An unnatural reading?  I think you have in mind the inconsistency of asserting a literal Adam and Eve but not a literal serpent and trees.  Yes, but the problem there is with Stott, not with the mythical reading.  Stott understands “historical Fall” and “historical Adam and Eve” in a way which makes the rest of his reading awkward.  He just doesn’t go far enough.  One can affirm a real “fall”, i.e., a real decision of the human race to separate itself from God, while regarding *all* the story elements as mythical.  Indeed, that is the “natural” reading, given the meaning of the Hebrew word “Adam”—the generic term for “mankind”.  As for Paul’s “literal” use of the story, that’s a whole separate topic, and we’d disagree about that just as much as about Genesis.  So I’ll leave it there.  Thanks for clarifying.


gingoro - #14784

May 24th 2010

I find the term epic or heroic epic better than myth as it seems a more useful description even though to the scholar the difference is somewhat marginal.  The historicity of the details is up for grabs although I hold to the view that Adam and Eve were actual people who God made into his ikons or beings who possess the image of God.  But in all cases I do not consider the matter “of the essence of Christianity”.
Dave W


Joel Wingo - #15008

May 25th 2010

John H. Walton has written a good book on this topic, The Lost World of Genesis One.


John Heininger - #15152

May 26th 2010

Its just as likely that the primary report of events reported by Genesis was the one from which all the other were vaguely based, as was the case with embellished and distorted variations told by almost all early civilizations in regard to the flood event recorded in Genesis, considering God would have ensured that the more authentic version was on offer, and preserved.


Dale - #15426

May 28th 2010

AIG has decided that the book of Genesis has been interpreted improperly, thereby allowing it to be disproved by modern science.

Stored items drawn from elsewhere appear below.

//! Contracts between the estimation engine and the parameter model / sensors.
//!
//! The engine never inspects the physics behind a model or sensor. It only
//! moves flat parameter vectors in and out of a [`ParameterModel`] and asks
//! each [`Sensor`] for a fixed-length residual against a set of target points.

use nalgebra::DVector;
use robocal_core::{ParamSelection, Pt3, Real, RobotParams};

use crate::error::EstimationError;
use crate::params::FreeMask;

/// Calibration parameter model reducible to, and reconstructible from, a flat vector.
///
/// Implementations must be cheap enough to clone: the engine evaluates every
/// residual on its own working copy.
pub trait ParameterModel: Clone {
    /// Serializable description of the whole model.
    type Config;
    /// Typed selection of parameter entries (free parameters, sensor sparsity).
    type Selection;

    fn from_config(config: &Self::Config) -> Result<Self, EstimationError>;
    fn to_config(&self) -> Self::Config;

    /// Number of entries in the full parameter vector.
    fn num_params(&self) -> usize;
    /// Flatten every parameter.
    fn deflate(&self) -> DVector<Real>;
    /// Overwrite every parameter and re-derive the model's cached state.
    fn inflate(&mut self, full: &DVector<Real>) -> Result<(), EstimationError>;
    /// Boolean mask aligned with [`Self::deflate`].
    fn free_mask(&self, selection: &Self::Selection) -> Result<FreeMask, EstimationError>;
    /// Canonical points of a named calibration target, in the target frame.
    fn target_points(&self, target: &str) -> Result<Vec<Pt3>, EstimationError>;
    /// Parameters [`Self::target_points`] depends on for `target`.
    fn target_mask(&self, target: &str) -> Result<FreeMask, EstimationError>;
}

/// A single measurement source of an observation group.
pub trait Sensor<M: ParameterModel>: Clone {
    /// Fixed number of residual entries this sensor produces.
    fn residual_length(&self) -> usize;
    /// Parameters this sensor's residual depends on, apart from the target
    /// geometry ([`ParameterModel::target_mask`]), which the engine adds itself.
    fn sparsity(&self) -> M::Selection;
    /// Pull every derived quantity the residual needs from an updated model.
    fn refresh_from_model(&mut self, model: &M) -> Result<(), EstimationError>;
    /// Residual against the posed target points (world frame).
    fn compute_residual(&self, target_points: &[Pt3]) -> Result<DVector<Real>, EstimationError>;
}

impl ParameterModel for RobotParams {
    type Config = RobotParams;
    type Selection = ParamSelection;

    fn from_config(config: &RobotParams) -> Result<Self, EstimationError> {
        config.validate()?;
        Ok(config.clone())
    }

    fn to_config(&self) -> RobotParams {
        self.clone()
    }

    fn num_params(&self) -> usize {
        RobotParams::num_params(self)
    }

    fn deflate(&self) -> DVector<Real> {
        RobotParams::deflate(self)
    }

    fn inflate(&mut self, full: &DVector<Real>) -> Result<(), EstimationError> {
        Ok(RobotParams::inflate(self, full)?)
    }

    fn free_mask(&self, selection: &ParamSelection) -> Result<FreeMask, EstimationError> {
        Ok(FreeMask::new(self.calc_free(selection)?))
    }

    fn target_points(&self, target: &str) -> Result<Vec<Pt3>, EstimationError> {
        Ok(self.checkerboard(target)?.generate_points())
    }

    fn target_mask(&self, target: &str) -> Result<FreeMask, EstimationError> {
        self.free_mask(&ParamSelection::default().with_checkerboard(target))
    }
}
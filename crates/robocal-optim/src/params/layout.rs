use nalgebra::DVector;
use robocal_core::{Real, SingleTransform};
use std::ops::Range;

use crate::error::EstimationError;

/// Number of parameters of one target pose block.
pub const POSE_DIM: usize = SingleTransform::DIM;

/// Column layout of the optimization vector.
#[derive(Debug, Clone, Copy, PartialEq, Eq)]
pub struct OptLayout {
    pub num_free: usize,
    pub num_groups: usize,
}

impl OptLayout {
    pub fn new(num_free: usize, num_groups: usize) -> Self {
        Self {
            num_free,
            num_groups,
        }
    }

    pub fn len(&self) -> usize {
        self.num_free + POSE_DIM * self.num_groups
    }

    pub fn is_empty(&self) -> bool {
        self.len() == 0
    }

    pub fn param_columns(&self) -> Range<usize> {
        0..self.num_free
    }

    pub fn pose_columns(&self, group: usize) -> Range<usize> {
        let start = self.num_free + POSE_DIM * group;
        start..start + POSE_DIM
    }

    pub fn check(&self, x: &DVector<Real>) -> Result<(), EstimationError> {
        if x.len() != self.len() {
            return Err(EstimationError::OptVectorLength {
                got: x.len(),
                num_free: self.num_free,
                num_groups: self.num_groups,
            });
        }
        Ok(())
    }

    /// Split into the free-parameter prefix and one pose per group.
    pub fn split<'a>(
        &self,
        x: &'a DVector<Real>,
    ) -> Result<(&'a [Real], Vec<SingleTransform>), EstimationError> {
        self.check(x)?;
        let (params, poses) = x.as_slice().split_at(self.num_free);
        let poses = poses
            .chunks_exact(POSE_DIM)
            .map(SingleTransform::from_slice)
            .collect::<Result<Vec<_>, _>>()?;
        Ok((params, poses))
    }

    /// Concatenate a free-parameter subset and pose blocks.
    pub fn join(
        &self,
        params: &[Real],
        poses: &[SingleTransform],
    ) -> Result<DVector<Real>, EstimationError> {
        if params.len() != self.num_free || poses.len() != self.num_groups {
            return Err(EstimationError::OptVectorLength {
                got: params.len() + POSE_DIM * poses.len(),
                num_free: self.num_free,
                num_groups: self.num_groups,
            });
        }
        let mut x = Vec::with_capacity(self.len());
        x.extend_from_slice(params);
        for pose in poses {
            x.extend_from_slice(pose.params());
        }
        Ok(DVector::from_vec(x))
    }
}

#[cfg(test)]
mod tests {
    use super::*;

    #[test]
    fn columns_partition_the_vector() {
        let layout = OptLayout::new(3, 2);
        assert_eq!(layout.len(), 15);
        assert_eq!(layout.param_columns(), 0..3);
        assert_eq!(layout.pose_columns(0), 3..9);
        assert_eq!(layout.pose_columns(1), 9..15);
    }

    #[test]
    fn split_then_join_is_identity() {
        let layout = OptLayout::new(2, 2);
        let x = DVector::from_iterator(14, (0..14).map(|i| i as Real * 0.01));
        let (params, poses) = layout.split(&x).unwrap();
        assert_eq!(params, &[0.0, 0.01]);
        assert_eq!(poses.len(), 2);
        assert_eq!(poses[1].params()[0], x[8]);
        assert_eq!(layout.join(params, &poses).unwrap(), x);
    }

    #[test]
    fn split_rejects_partial_pose_blocks() {
        let layout = OptLayout::new(2, 2);
        let x = DVector::zeros(13);
        assert_eq!(
            layout.split(&x).unwrap_err(),
            EstimationError::OptVectorLength {
                got: 13,
                num_free: 2,
                num_groups: 2
            }
        );
    }

    #[test]
    fn split_rejects_extra_groups() {
        let layout = OptLayout::new(0, 1);
        assert!(layout.split(&DVector::zeros(12)).is_err());
    }
}
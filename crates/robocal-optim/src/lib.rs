//! Residual/Jacobian engine and solver driver for multi-sensor calibration.
//!
//! The engine jointly estimates the free entries of a [`ParameterModel`] and
//! one 6-parameter target pose per observation group ([`Multisensor`]). Each
//! group holds the [`Sensor`]s that observed a calibration target at one
//! unknown pose. The Jacobian is built by forward differences restricted to
//! the parameters each sensor declares it depends on.

mod error;

pub mod backend_lm;
pub mod error_calc;
pub mod finite_diff;
pub mod model;
pub mod multisensor;
pub mod opt_runner;
pub mod params;
pub mod sensors;
pub mod traits;

#[cfg(test)]
pub(crate) mod test_utils;

pub use backend_lm::LmBackend;
pub use error::EstimationError;
pub use error_calc::ErrorCalc;
pub use model::{ParameterModel, Sensor};
pub use multisensor::Multisensor;
pub use opt_runner::{opt_runner, OptRunnerOutput};
pub use params::{FreeMask, OptLayout, POSE_DIM};
pub use sensors::{CameraSensor, ChainSensor, StandardSensor};
pub use traits::{NllsProblem, NllsSolverBackend, SolveOptions, SolveReport};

He has decided to form a “team” to reinterpret Genesis so that it may be the foundation for a new science that will uphold the literal meaning of the text.


Dale - #15427

May 28th 2010

From AIG:

“Why study the chronology of the flood.”

http://www.answersingenesis.org/articles/2010/05/27/why-study-flood-chronology

I am totally amused that they think that rearainging the verbs in the story will validate it as a literal text.  After all, the txt of Genesis has nothing to do with modern Geology which shows very clearly there is no evidence for a word wide flood.